Directives

Directives turn SQL into a data pipeline

Directives turn SQL into a data pipeline. They are comments that control how data is materialized, how changes are detected, and how data is validated.

You write SQL. Directives define everything else.

Mental Model

SQL → what the data is
Directives → how it behaves

Together, they define a complete pipeline step.

Before vs After

Without directives:

SELECT * FROM raw.orders

Just a query.

With directives:

-- @kind: merge
-- @unique_key: order_id
-- @incremental: updated_at
-- @constraint: total >= 0
-- @audit: row_count > 0

SELECT * FROM raw.orders

A fully managed pipeline — updates existing rows, blocks invalid data, verifies the result, tracks changes automatically.

Grouped Reference

Core

Control how data is materialized:

Directive	What it does
`@kind`	Materialization strategy — `table`, `merge`, `append`, `scd2`, `partition`, `view`, `events`
`@unique_key`	Row matching key (required for merge, scd2, partition)
`@incremental`	Cursor column for incremental state
`@incremental_initial`	Starting cursor value (default: `1970-01-01T00:00:00Z`)

Storage & Performance

Directive	What it does
`@partitioned_by`	DuckLake file partitioning — organizes data into separate files per key
`@sorted_by`	DuckLake sorted table — better statistics for faster queries

Validation

Directive	What it does
`@constraint`	Block bad data before insert (26 patterns)
`@audit`	Verify results after insert, rollback on failure (17 patterns)
`@warning`	Log issues without failing

Metadata

Directive	What it does
`@description`	Table comment in DuckLake catalog
`@column`	Column comment + masking tags

Runtime

Directive	What it does
`@extension`	Load a DuckDB extension before execution

Syntax by File Type

Same directives, all formats:

-- @kind: merge
-- @unique_key: order_id
-- @constraint: order_id NOT NULL

SELECT * FROM raw.orders

# @kind: append
# @incremental: updated_at

resp = http.get("https://api.example.com/orders")
for order in resp.json:
    save.row(order)

kind: merge
unique_key: order_id
constraints:
  - order_id NOT NULL

Column Masking

Tags in @column directives trigger automatic masking during materialization:

-- @column: email = Contact email | mask_email | PII
-- @column: ssn = SSN | mask_ssn | sensitive

Define masking macros in config/macros.sql:

CREATE OR REPLACE MACRO mask_email(val) AS
    regexp_replace(val::VARCHAR, '(.).*@', '\1***@');

CREATE OR REPLACE MACRO mask_ssn(val) AS
    '***-**-' || val[-4:];

Tags with mask, hash, or redact prefixes are applied as macro calls.
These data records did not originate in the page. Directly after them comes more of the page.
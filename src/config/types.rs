/// Core types and error taxonomy for the warmbox system
use serde::{Deserialize, Deserializer, Serialize, Serializer};
use std::fmt;
use std::str::FromStr;
use thiserror::Error;

/// Opaque sandbox identifier assigned by the isolation engine
#[derive(Clone, Debug, PartialEq, Eq, Hash, PartialOrd, Ord, Serialize, Deserialize)]
#[serde(transparent)]
pub struct SandboxId(String);

impl SandboxId {
    pub fn new(id: impl Into<String>) -> Self {
        Self(id.into())
    }

    pub fn as_str(&self) -> &str {
        &self.0
    }

    /// Abbreviated form for log lines (container ids are 64 hex chars)
    pub fn short(&self) -> &str {
        match self.0.char_indices().nth(12) {
            Some((idx, _)) => &self.0[..idx],
            None => &self.0,
        }
    }
}

impl fmt::Display for SandboxId {
    fn fmt(&self, f: &mut fmt::Formatter<'_>) -> fmt::Result {
        f.write_str(&self.0)
    }
}

/// Pipeline stage, used to label where a request deadline expired
#[derive(Clone, Copy, Debug, PartialEq, Eq, Serialize, Deserialize)]
#[serde(rename_all = "snake_case")]
pub enum Stage {
    Acquire,
    PrepareWorkspace,
    InjectCode,
    Execute,
    Wait,
}

impl fmt::Display for Stage {
    fn fmt(&self, f: &mut fmt::Formatter<'_>) -> fmt::Result {
        let name = match self {
            Stage::Acquire => "sandbox acquisition",
            Stage::PrepareWorkspace => "workspace preparation",
            Stage::InjectCode => "code injection",
            Stage::Execute => "execution",
            Stage::Wait => "wait for exit",
        };
        f.write_str(name)
    }
}

/// Coarse error classification handed to the serving layer
#[derive(Clone, Copy, Debug, PartialEq, Eq, Hash, Serialize, Deserialize)]
#[serde(rename_all = "snake_case")]
pub enum ErrorClass {
    /// Bad request (unknown language)
    Validation,
    /// Sandbox creation/start or engine connectivity
    Resource,
    /// Workspace preparation or file transfer
    Transfer,
    /// Exec session create/attach/start/inspect
    Execution,
    /// Request deadline expired
    Timeout,
    /// Local configuration problem
    Config,
}

impl ErrorClass {
    pub fn as_str(&self) -> &'static str {
        match self {
            ErrorClass::Validation => "validation",
            ErrorClass::Resource => "resource",
            ErrorClass::Transfer => "transfer",
            ErrorClass::Execution => "execution",
            ErrorClass::Timeout => "timeout",
            ErrorClass::Config => "config",
        }
    }
}

/// Error types for warmbox operations
#[derive(Error, Debug)]
pub enum WarmboxError {
    #[error("Validation error: {0}")]
    Validation(String),

    #[error("Resource error: {0}")]
    Resource(String),

    #[error("Transfer error: {0}")]
    Transfer(String),

    #[error("Execution error: {0}")]
    Execution(String),

    #[error("Deadline exceeded during {stage}")]
    Timeout { stage: Stage },

    #[error("Configuration error: {0}")]
    Config(String),

    #[error("IO error: {0}")]
    Io(#[from] std::io::Error),
}

impl WarmboxError {
    pub fn unsupported_language(tag: &str) -> Self {
        WarmboxError::Validation(format!("unsupported language: {}", tag))
    }

    pub fn class(&self) -> ErrorClass {
        match self {
            WarmboxError::Validation(_) => ErrorClass::Validation,
            WarmboxError::Resource(_) => ErrorClass::Resource,
            WarmboxError::Transfer(_) => ErrorClass::Transfer,
            WarmboxError::Execution(_) => ErrorClass::Execution,
            WarmboxError::Timeout { .. } => ErrorClass::Timeout,
            WarmboxError::Config(_) | WarmboxError::Io(_) => ErrorClass::Config,
        }
    }

    /// True when the caller sent a bad request rather than hitting an infrastructure failure
    pub fn is_client_error(&self) -> bool {
        self.class() == ErrorClass::Validation
    }
}

pub type Result<T> = std::result::Result<T, WarmboxError>;

/// Strategy used by the pipeline to obtain a sandbox
#[derive(Clone, Copy, Debug, Default, PartialEq, Eq, Serialize, Deserialize)]
pub enum ExecutionMode {
    /// Borrow a warm sandbox from the pool and return it afterwards
    #[default]
    #[serde(rename = "pooled")]
    Pooled,
    /// Create a dedicated sandbox that runs the program as its main process, then remove it
    #[serde(rename = "one-shot")]
    OneShot,
}

impl FromStr for ExecutionMode {
    type Err = String;

    fn from_str(s: &str) -> std::result::Result<Self, Self::Err> {
        match s.trim().to_lowercase().as_str() {
            "pooled" | "pool" => Ok(ExecutionMode::Pooled),
            "one-shot" | "oneshot" | "one_shot" => Ok(ExecutionMode::OneShot),
            other => Err(format!("unknown execution mode: {}", other)),
        }
    }
}

impl fmt::Display for ExecutionMode {
    fn fmt(&self, f: &mut fmt::Formatter<'_>) -> fmt::Result {
        match self {
            ExecutionMode::Pooled => f.write_str("pooled"),
            ExecutionMode::OneShot => f.write_str("one-shot"),
        }
    }
}

/// Inbound request, after authentication by the serving layer
#[derive(Clone, Debug, PartialEq, Eq, Serialize, Deserialize)]
pub struct ExecutionRequest {
    /// Registered language tag (aliases accepted)
    pub language: String,
    /// Source code, transferred byte-for-byte
    #[serde(serialize_with = "serialize_code", deserialize_with = "deserialize_code")]
    pub code: Vec<u8>,
}

impl ExecutionRequest {
    pub fn new(language: impl Into<String>, code: impl Into<Vec<u8>>) -> Self {
        Self {
            language: language.into(),
            code: code.into(),
        }
    }
}

/// JSON strings cannot carry arbitrary bytes; refuse rather than rewrite them
fn serialize_code<S: Serializer>(code: &[u8], serializer: S) -> std::result::Result<S::Ok, S::Error> {
    let text = std::str::from_utf8(code).map_err(|e| {
        serde::ser::Error::custom(format!("code is not valid UTF-8: {}", e))
    })?;
    serializer.serialize_str(text)
}

fn deserialize_code<'de, D: Deserializer<'de>>(deserializer: D) -> std::result::Result<Vec<u8>, D::Error> {
    String::deserialize(deserializer).map(String::into_bytes)
}

/// Captured output of a command run inside a sandbox
#[derive(Clone, Debug, Default, PartialEq, Eq)]
pub struct ExecOutput {
    pub stdout: Vec<u8>,
    pub stderr: Vec<u8>,
    /// Exit status reported by the engine, when it could be inspected
    pub exit_code: Option<i64>,
}

impl ExecOutput {
    pub fn stdout_lossy(&self) -> String {
        String::from_utf8_lossy(&self.stdout).into_owned()
    }

    pub fn stderr_lossy(&self) -> String {
        String::from_utf8_lossy(&self.stderr).into_owned()
    }
}

/// Successful pipeline result. A non-zero `exit_code` is ordinary data, not a failure.
#[derive(Clone, Debug, Default, PartialEq, Eq, Serialize, Deserialize)]
pub struct ExecutionResult {
    /// Standard output
    pub stdout: String,
    /// Standard error
    pub stderr: String,
    /// Exit code of the user program, if the engine reported one
    pub exit_code: Option<i64>,
    /// Sandbox that ran the request
    pub sandbox_id: Option<SandboxId>,
    /// Wall time of the whole request in milliseconds
    pub duration_ms: u64,
}

impl ExecutionResult {
    pub fn from_output(output: ExecOutput, sandbox_id: SandboxId, duration_ms: u64) -> Self {
        Self {
            stdout: output.stdout_lossy(),
            stderr: output.stderr_lossy(),
            exit_code: output.exit_code,
            sandbox_id: Some(sandbox_id),
            duration_ms,
        }
    }
}

/// Error payload rendered for callers
#[derive(Clone, Debug, Serialize, Deserialize)]
pub struct ErrorReport {
    pub class: ErrorClass,
    pub client_error: bool,
    pub message: String,
}

impl From<&WarmboxError> for ErrorReport {
    fn from(err: &WarmboxError) -> Self {
        Self {
            class: err.class(),
            client_error: err.is_client_error(),
            message: err.to_string(),
        }
    }
}

#[cfg(test)]
mod tests {
    use super::*;

    #[test]
    fn test_error_classes() {
        assert_eq!(
            WarmboxError::unsupported_language("ruby").class(),
            ErrorClass::Validation
        );
        assert!(WarmboxError::unsupported_language("ruby").is_client_error());
        assert!(!WarmboxError::Resource("engine down".into()).is_client_error());
        assert_eq!(
            WarmboxError::Timeout { stage: Stage::Execute }.class(),
            ErrorClass::Timeout
        );
        assert_eq!(
            WarmboxError::Timeout { stage: Stage::Execute }.to_string(),
            "Deadline exceeded during execution"
        );
    }

    #[test]
    fn test_sandbox_id_short() {
        let id = SandboxId::new("0123456789abcdef0123");
        assert_eq!(id.short(), "0123456789ab");
        assert_eq!(SandboxId::new("abc").short(), "abc");
    }

    #[test]
    fn test_execution_mode_parse() {
        assert_eq!("pooled".parse::<ExecutionMode>(), Ok(ExecutionMode::Pooled));
        assert_eq!("One-Shot".parse::<ExecutionMode>(), Ok(ExecutionMode::OneShot));
        assert!("batch".parse::<ExecutionMode>().is_err());

        let mode: ExecutionMode = serde_json::from_str("\"one-shot\"").unwrap();
        assert_eq!(mode, ExecutionMode::OneShot);
    }

    #[test]
    fn test_request_json_keeps_code_bytes() {
        let request: ExecutionRequest =
            serde_json::from_str(r#"{"language":"python","code":"print('hi')\n"}"#).unwrap();
        assert_eq!(request.code, b"print('hi')\n".to_vec());

        let json = serde_json::to_string(&request).unwrap();
        assert!(json.contains(r#""code":"print('hi')\n""#));
    }

    #[test]
    fn test_request_json_rejects_non_utf8_code() {
        let request = ExecutionRequest::new("python", vec![b'#', 0xff, 0xfe, b'\n']);
        let err = serde_json::to_string(&request).unwrap_err();
        assert!(err.to_string().contains("not valid UTF-8"));

        // Valid UTF-8, NUL included, survives unchanged
        let request = ExecutionRequest::new("python", "print('\u{0}é')\n");
        let json = serde_json::to_string(&request).unwrap();
        let back: ExecutionRequest = serde_json::from_str(&json).unwrap();
        assert_eq!(back.code, request.code);
    }

    #[test]
    fn test_error_report() {
        let err = WarmboxError::Transfer("upload failed".into());
        let report = ErrorReport::from(&err);
        assert_eq!(report.class, ErrorClass::Transfer);
        assert!(!report.client_error);
        assert_eq!(report.message, "Transfer error: upload failed");
    }
}
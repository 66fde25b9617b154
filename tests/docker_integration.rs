//! Integration tests against a live Docker Engine
//!
//! Ignored by default; run with `--ignored` on a host where the daemon is
//! reachable and the default language images can be pulled.

use std::sync::Arc;
use std::time::Duration;
use warmbox::config::config::EngineConfig;
use warmbox::runtime::docker::DockerRuntime;
use warmbox::{
    ExecutionMode, ExecutionPipeline, LanguageRegistry, PipelineSettings, SandboxPool,
    SandboxRuntime, SandboxSpec, WarmboxError,
};

async fn docker() -> Arc<DockerRuntime> {
    let runtime = DockerRuntime::connect(&EngineConfig::default())
        .await
        .expect("docker client");
    runtime.ping().await.expect("docker daemon reachable");
    Arc::new(runtime)
}

async fn pipeline(settings: PipelineSettings, languages: &[&str], size: usize) -> ExecutionPipeline {
    let runtime = docker().await;
    let pool = Arc::new(SandboxPool::new(runtime, Arc::new(LanguageRegistry::new())));
    let languages: Vec<String> = languages.iter().map(|l| l.to_string()).collect();
    pool.pull_images(&languages).await.expect("pull images");
    let report = pool.initialize(&languages, size).await;
    assert!(report.is_complete(), "warm-up failed: {:?}", report.failures);
    ExecutionPipeline::new(pool, settings)
}

#[tokio::test]
#[ignore]
async fn test_python_hello() {
    let pipeline = pipeline(PipelineSettings::default(), &["python"], 1).await;

    let result = pipeline.run("python", b"print('hi')").await.unwrap();
    assert_eq!(result.stdout, "hi\n");
    assert_eq!(result.stderr, "");
    assert_eq!(result.exit_code, Some(0));

    let report = pipeline.pool().drain().await;
    assert!(report.failures.is_empty());
}

#[tokio::test]
#[ignore]
async fn test_nonzero_exit_and_stderr() {
    let pipeline = pipeline(PipelineSettings::default(), &["python"], 1).await;

    let result = pipeline
        .run("python", b"import sys\nprint('out')\nsys.stderr.write('err\\n')\nsys.exit(3)")
        .await
        .unwrap();
    assert_eq!(result.stdout, "out\n");
    assert_eq!(result.stderr, "err\n");
    assert_eq!(result.exit_code, Some(3));

    pipeline.pool().drain().await;
}

#[tokio::test]
#[ignore]
async fn test_file_round_trip() {
    let runtime = docker().await;
    runtime.ensure_image("python:3.12").await.unwrap();
    let id = runtime
        .create_and_start(&SandboxSpec::idle("python:3.12", "python"))
        .await
        .unwrap();

    runtime.ensure_directory(&id, "/app").await.unwrap();
    let content = vec![0x00, 0xff, b'\n', 0x80, b'z'];
    runtime.inject_file(&id, &content, "/app/blob.bin").await.unwrap();
    assert_eq!(runtime.read_file(&id, "/app/blob.bin").await.unwrap(), content);

    runtime.stop(&id).await.unwrap();
    runtime.remove(&id).await.unwrap();
    // Removing twice is tolerated
    runtime.remove(&id).await.unwrap();
}

#[tokio::test]
#[ignore]
async fn test_timeout_discards_container() {
    let settings = PipelineSettings {
        timeout: Some(Duration::from_secs(2)),
        ..Default::default()
    };
    let pipeline = pipeline(settings, &["python"], 1).await;

    let err = pipeline
        .run("python", b"import time\ntime.sleep(30)")
        .await
        .unwrap_err();
    assert!(matches!(err, WarmboxError::Timeout { .. }));
    assert_eq!(pipeline.pool().size("python"), 0);
}

#[tokio::test]
#[ignore]
async fn test_one_shot_node() {
    let settings = PipelineSettings {
        mode: ExecutionMode::OneShot,
        ..Default::default()
    };
    let pipeline = pipeline(settings, &["javascript"], 0).await;

    let result = pipeline.run("js", b"console.log(6 * 7)").await.unwrap();
    assert_eq!(result.stdout, "42\n");
    assert_eq!(result.exit_code, Some(0));
}
use crate::config::config::WarmboxConfig;
use crate::config::types::{
    ErrorReport, ExecutionMode, ExecutionRequest, ExecutionResult, WarmboxError,
};
use crate::core::pipeline::{ExecutionPipeline, PipelineSettings};
use crate::core::pool::SandboxPool;
use crate::runtime::docker::DockerRuntime;
use crate::runtime::SandboxRuntime;
use anyhow::Result;
use clap::{Parser, Subcommand};
use serde_json::json;
use std::io::BufRead;
use std::path::PathBuf;
use std::sync::Arc;
use tokio::task::JoinHandle;

#[derive(Parser)]
#[command(author, version, about, long_about = None)]
struct Cli {
    /// Path to config.json (defaults to ./config.json when present)
    #[arg(long, global = true)]
    config: Option<PathBuf>,
    /// Docker endpoint (unix socket path, unix://, tcp:// or http://)
    #[arg(long, global = true)]
    engine: Option<String>,
    #[command(subcommand)]
    command: Commands,
}

#[derive(Subcommand)]
enum Commands {
    /// Execute one snippet and print the result as JSON
    ExecuteCode {
        /// Language tag (python, golang, javascript or an alias)
        #[arg(long)]
        language: String,
        /// Source code as string
        #[arg(long, conflicts_with = "file", required_unless_present = "file")]
        code: Option<String>,
        /// Read source code from a file
        #[arg(long)]
        file: Option<PathBuf>,
        /// Execution strategy (pooled or one-shot)
        #[arg(long)]
        mode: Option<ExecutionMode>,
        /// Request deadline in milliseconds
        #[arg(long)]
        timeout_ms: Option<u64>,
        /// Warm sandboxes to create before running
        #[arg(long)]
        pool_size: Option<usize>,
    },
    /// Run JSON-lines requests concurrently, one JSON result line per request
    Batch {
        /// Input file (stdin when omitted)
        #[arg(long)]
        input: Option<PathBuf>,
        /// Execution strategy (pooled or one-shot)
        #[arg(long)]
        mode: Option<ExecutionMode>,
        /// Request deadline in milliseconds
        #[arg(long)]
        timeout_ms: Option<u64>,
        /// Warm sandboxes per language
        #[arg(long)]
        pool_size: Option<usize>,
    },
    /// List registered languages
    Languages,
    /// Check engine connectivity and image availability
    CheckEngine {
        /// Verbose output showing images and run commands
        #[arg(long)]
        verbose: bool,
    },
}

pub async fn run() -> Result<()> {
    env_logger::init();

    let cli = Cli::parse();
    let mut config = WarmboxConfig::load_or_default(cli.config.as_deref())?;
    if let Some(engine) = cli.engine {
        config.engine.endpoint = Some(engine);
    }

    match cli.command {
        Commands::ExecuteCode {
            language,
            code,
            file,
            mode,
            timeout_ms,
            pool_size,
        } => {
            apply_overrides(&mut config, mode, timeout_ms, pool_size);
            let code = match (code, file) {
                (Some(code), _) => code.into_bytes(),
                (None, Some(path)) => std::fs::read(&path).map_err(|e| {
                    anyhow::anyhow!("Failed to read source file {}: {}", path.display(), e)
                })?,
                (None, None) => return Err(anyhow::anyhow!("either --code or --file is required")),
            };
            execute_code(&config, &language, code, pool_size.unwrap_or(0)).await
        }
        Commands::Batch {
            input,
            mode,
            timeout_ms,
            pool_size,
        } => {
            apply_overrides(&mut config, mode, timeout_ms, pool_size);
            run_batch(&config, input).await
        }
        Commands::Languages => list_languages(&config),
        Commands::CheckEngine { verbose } => check_engine(&config, verbose).await,
    }
}

fn apply_overrides(
    config: &mut WarmboxConfig,
    mode: Option<ExecutionMode>,
    timeout_ms: Option<u64>,
    pool_size: Option<usize>,
) {
    if let Some(mode) = mode {
        config.execution.mode = mode;
    }
    if timeout_ms.is_some() {
        config.execution.timeout_ms = timeout_ms;
    }
    if let Some(size) = pool_size {
        config.pool.size = size;
    }
}

fn pipeline_settings(config: &WarmboxConfig) -> PipelineSettings {
    PipelineSettings {
        workspace: config.execution.workspace.clone(),
        timeout: config.request_timeout(),
        mode: config.execution.mode,
    }
}

/// Connect to the engine, pull images and warm `size` sandboxes per language
async fn start_pool(
    config: &WarmboxConfig,
    languages: &[String],
    size: usize,
) -> Result<Arc<SandboxPool>> {
    let registry = Arc::new(config.validate()?);
    let runtime: Arc<dyn SandboxRuntime> = Arc::new(DockerRuntime::connect(&config.engine).await?);
    runtime.ping().await?;

    let pool = Arc::new(
        SandboxPool::new(runtime, registry).with_image_pulls(config.engine.pull_images),
    );
    if config.engine.pull_images {
        let pulled = pool.pull_images(languages).await?;
        if !pulled.is_empty() {
            log::info!("Pulled images: {}", pulled.join(", "));
        }
    }

    if size > 0 && config.execution.mode == ExecutionMode::Pooled {
        let report = pool.initialize(languages, size).await;
        for failure in &report.failures {
            eprintln!(
                "Warning: failed to warm sandbox for {}: {}",
                failure.language, failure.error
            );
        }
        log::info!("Warmed {} sandboxes", report.total_created());
    }

    if let Some(max_idle) = config.idle_timeout() {
        pool.spawn_reaper(config.reap_interval(), max_idle, size);
    }

    Ok(pool)
}

fn outcome_json(
    index: Option<usize>,
    outcome: &std::result::Result<ExecutionResult, WarmboxError>,
) -> serde_json::Value {
    let mut value = match outcome {
        Ok(result) => json!({ "status": "ok", "result": result }),
        Err(err) => json!({ "status": "error", "error": ErrorReport::from(err) }),
    };
    if let (Some(index), Some(object)) = (index, value.as_object_mut()) {
        object.insert("index".to_string(), json!(index));
    }
    value
}

async fn execute_code(
    config: &WarmboxConfig,
    language: &str,
    code: Vec<u8>,
    warm: usize,
) -> Result<()> {
    let registry = config.validate()?;
    let canonical = registry
        .canonical(language)
        .map(str::to_string)
        .unwrap_or_else(|| language.to_string());

    let outcome = if registry.has(language) {
        let pool = start_pool(config, &[canonical], warm).await?;
        let pipeline = ExecutionPipeline::new(Arc::clone(&pool), pipeline_settings(config));
        let outcome = pipeline.run(language, &code).await;
        let drained = pool.drain().await;
        for failure in &drained.failures {
            eprintln!("Warning: cleanup failed: {}", failure);
        }
        outcome
    } else {
        Err(WarmboxError::unsupported_language(language))
    };

    println!("{}", serde_json::to_string_pretty(&outcome_json(None, &outcome))?);

    match outcome {
        Ok(_) => Ok(()),
        Err(err) if err.is_client_error() => std::process::exit(2),
        Err(_) => std::process::exit(1),
    }
}

fn read_requests(input: Option<PathBuf>) -> Result<Vec<std::result::Result<ExecutionRequest, String>>> {
    let reader: Box<dyn BufRead> = match input {
        Some(path) => Box::new(std::io::BufReader::new(std::fs::File::open(&path).map_err(
            |e| anyhow::anyhow!("Failed to open {}: {}", path.display(), e),
        )?)),
        None => Box::new(std::io::BufReader::new(std::io::stdin())),
    };

    let mut requests = Vec::new();
    for line in reader.lines() {
        let line = line?;
        if line.trim().is_empty() {
            continue;
        }
        requests.push(
            serde_json::from_str::<ExecutionRequest>(&line)
                .map_err(|e| format!("invalid request JSON: {}", e)),
        );
    }
    Ok(requests)
}

async fn run_batch(config: &WarmboxConfig, input: Option<PathBuf>) -> Result<()> {
    let requests = read_requests(input)?;
    let pool = start_pool(config, &config.pool.languages, config.pool.size).await?;
    let pipeline = Arc::new(ExecutionPipeline::new(
        Arc::clone(&pool),
        pipeline_settings(config),
    ));

    let handles: Vec<JoinHandle<std::result::Result<ExecutionResult, WarmboxError>>> = requests
        .into_iter()
        .map(|request| {
            let pipeline = Arc::clone(&pipeline);
            tokio::spawn(async move {
                match request {
                    Ok(request) => pipeline.submit(&request).await,
                    Err(message) => Err(WarmboxError::Validation(message)),
                }
            })
        })
        .collect();
    log::info!("Dispatched {} requests", handles.len());

    let mut platform_errors = 0;
    let mut cancelled = Vec::new();
    let ctrl_c = tokio::signal::ctrl_c();
    tokio::pin!(ctrl_c);

    let mut handles = handles.into_iter().enumerate();
    while let Some((index, mut handle)) = handles.next() {
        tokio::select! {
            joined = &mut handle => {
                let outcome = joined.unwrap_or_else(|e| {
                    Err(WarmboxError::Execution(format!("request task failed: {}", e)))
                });
                if matches!(&outcome, Err(err) if !err.is_client_error()) {
                    platform_errors += 1;
                }
                println!("{}", outcome_json(Some(index), &outcome));
            }
            _ = &mut ctrl_c => {
                eprintln!("Interrupted, cancelling outstanding requests");
                handle.abort();
                cancelled.push(handle);
                for (_, rest) in handles.by_ref() {
                    rest.abort();
                    cancelled.push(rest);
                }
                break;
            }
        }
    }

    // Aborted requests drop their leases, which returns the sandboxes before draining
    let interrupted = !cancelled.is_empty();
    for handle in cancelled {
        let _ = handle.await;
    }

    eprintln!("{}", serde_json::to_string_pretty(&pool.status())?);
    eprint!("{}", pool.metrics().export_prometheus());

    let drained = pool.drain().await;
    for failure in &drained.failures {
        eprintln!("Warning: cleanup failed: {}", failure);
    }

    if interrupted {
        std::process::exit(130);
    }
    if platform_errors > 0 {
        std::process::exit(1);
    }
    Ok(())
}

fn list_languages(config: &WarmboxConfig) -> Result<()> {
    let registry = config.build_registry()?;
    println!("{}", serde_json::to_string_pretty(&registry.list())?);
    Ok(())
}

/// Check engine connectivity and whether each language image is present
async fn check_engine(config: &WarmboxConfig, verbose: bool) -> Result<()> {
    let registry = config.build_registry()?;

    println!("🔍 Checking container engine...");
    println!();

    let runtime = match DockerRuntime::connect(&config.engine).await {
        Ok(runtime) => runtime,
        Err(e) => {
            println!("❌ Engine - UNREACHABLE ({})", e);
            std::process::exit(1);
        }
    };
    if let Err(e) = runtime.ping().await {
        println!("❌ Engine - UNREACHABLE ({})", e);
        std::process::exit(1);
    }
    println!("✅ Engine - OK");

    let mut missing = Vec::new();
    for profile in registry.list() {
        match runtime.image_present(&profile.image).await {
            Ok(true) => println!("✅ {} - {} present", profile.language, profile.image),
            Ok(false) => {
                println!("❌ {} - {} MISSING", profile.language, profile.image);
                missing.push(profile.image.clone());
            }
            Err(e) => {
                println!("❌ {} - {} ({})", profile.language, profile.image, e);
                missing.push(profile.image.clone());
            }
        }
        if verbose {
            println!("  run -> {}", profile.run.join(" "));
            println!("  file -> {}", profile.source_path(&config.execution.workspace));
        }
    }

    println!();
    if missing.is_empty() {
        println!("🎉 All language images are available");
    } else if config.engine.pull_images {
        println!("Missing images are pulled on start-up: {}", missing.join(", "));
    } else {
        println!("🔧 Pull missing images with:");
        for image in &missing {
            println!("   docker pull {}", image);
        }
    }

    Ok(())
}

#[cfg(test)]
mod tests {
    use super::*;
    use clap::CommandFactory;

    #[test]
    fn test_cli_definition() {
        Cli::command().debug_assert();
    }

    #[test]
    fn test_parse_execute_code() {
        let cli = Cli::try_parse_from([
            "warmbox",
            "execute-code",
            "--language",
            "python",
            "--code",
            "print('hi')",
            "--mode",
            "one-shot",
            "--timeout-ms",
            "500",
        ])
        .unwrap();

        match cli.command {
            Commands::ExecuteCode {
                language,
                code,
                mode,
                timeout_ms,
                ..
            } => {
                assert_eq!(language, "python");
                assert_eq!(code.as_deref(), Some("print('hi')"));
                assert_eq!(mode, Some(ExecutionMode::OneShot));
                assert_eq!(timeout_ms, Some(500));
            }
            _ => panic!("expected execute-code"),
        }
    }

    #[test]
    fn test_code_or_file_required() {
        assert!(Cli::try_parse_from(["warmbox", "execute-code", "--language", "python"]).is_err());
        assert!(Cli::try_parse_from([
            "warmbox",
            "execute-code",
            "--language",
            "python",
            "--code",
            "x",
            "--file",
            "main.py",
        ])
        .is_err());
    }

    #[test]
    fn test_apply_overrides() {
        let mut config = WarmboxConfig::default();
        apply_overrides(&mut config, Some(ExecutionMode::OneShot), Some(250), Some(5));
        assert_eq!(config.execution.mode, ExecutionMode::OneShot);
        assert_eq!(config.execution.timeout_ms, Some(250));
        assert_eq!(config.pool.size, 5);

        let settings = pipeline_settings(&config);
        assert_eq!(settings.timeout, Some(std::time::Duration::from_millis(250)));
    }

    #[test]
    fn test_outcome_json() {
        let err: std::result::Result<ExecutionResult, WarmboxError> =
            Err(WarmboxError::unsupported_language("ruby"));
        let value = outcome_json(Some(3), &err);
        assert_eq!(value["index"], 3);
        assert_eq!(value["status"], "error");
        assert_eq!(value["error"]["class"], "validation");
        assert_eq!(value["error"]["client_error"], true);
    }
}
Other tags (PII, sensitive) are metadata-only — stored for governance, no execution effect.

Directive Compatibility

Directive	table	view	append	merge	scd2	partition	events
`@description`	Yes	Yes	Yes	Yes	Yes	Yes	Yes
`@unique_key`	—	—	—	Required	Required	Required	—
`@partitioned_by`	Hint	—	Hint	Hint	Hint	—	—
`@sorted_by`	Yes	—	Yes	Yes	Yes	Yes	—
`@incremental`	—	—	Yes	Yes	Yes	Yes	—
`@column`	Yes	—	Yes	Yes	Yes	Yes	—
`@constraint`	Yes	—	Yes	Yes	Yes	Yes	—
`@audit`	Yes	—	Yes	Yes	Yes	Yes	—
`@warning`	Yes	—	Yes	Yes	Yes	Yes	—
`@extension`	Yes	Yes	Yes	Yes	Yes	Yes	—

Why Directives Exist

Most tools split pipeline configuration across multiple systems — SQL for transformations, config files for behavior, separate tools for validation.

Directives unify everything inside the model. One file defines what the data is and how it behaves.